- GIVEN RECORDS:
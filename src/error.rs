//! Crate-wide error type and Result alias

use thiserror::Error;

pub type Result<T> = std::result::Result<T, Error>;

#[derive(Error, Debug)]
pub enum Error {
    #[error("validation failed: {0}")]
    Validation(String),

    #[error("{entity} not found: {id}")]
    NotFound { entity: &'static str, id: String },

    #[error("field `{0}` is not supported by the in-memory evaluator, use find_matches")]
    UnsupportedField(String),

    #[error("database error: {0}")]
    Database(#[from] sqlx::Error),

    #[error("corrupt row: {0}")]
    Decode(String),

    #[error("http error: {0}")]
    Http(#[from] reqwest::Error),

    #[error("notification delivery failed: {0}")]
    Delivery(String),

    #[error("rate limited after {attempts} acquire attempts")]
    RateLimited { attempts: u32 },

    #[error("invalid job transition from {from} to {to}")]
    InvalidTransition { from: String, to: String },

    #[error("config error: {0}")]
    Config(#[from] config::ConfigError),

    #[error("serialization error: {0}")]
    Serde(#[from] serde_json::Error),
}

impl Error {
    pub fn not_found(entity: &'static str, id: impl ToString) -> Self {
        Error::NotFound {
            entity,
            id: id.to_string(),
        }
    }
}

- DIRECTIONS FOR THIS TASK:
Reproduce, please, the lines of the material from its first line down to the line containing "String, to: String", keeping both ends and nothing beyond them.

- EXPECTED OUTPUT:
filename src/error.rs
//! Crate-wide error type and Result alias

use thiserror::Error;

pub type Result<T> = std::result::Result<T, Error>;

#[derive(Error, Debug)]
pub enum Error {
    #[error("validation failed: {0}")]
    Validation(String),

    #[error("{entity} not found: {id}")]
    NotFound { entity: &'static str, id: String },

    #[error("field `{0}` is not supported by the in-memory evaluator, use find_matches")]
    UnsupportedField(String),

    #[error("database error: {0}")]
    Database(#[from] sqlx::Error),

    #[error("corrupt row: {0}")]
    Decode(String),

    #[error("http error: {0}")]
    Http(#[from] reqwest::Error),

    #[error("notification delivery failed: {0}")]
    Delivery(String),

    #[error("rate limited after {attempts} acquire attempts")]
    RateLimited { attempts: u32 },

    #[error("invalid job transition from {from} to {to}")]
    InvalidTransition { from: String, to: String },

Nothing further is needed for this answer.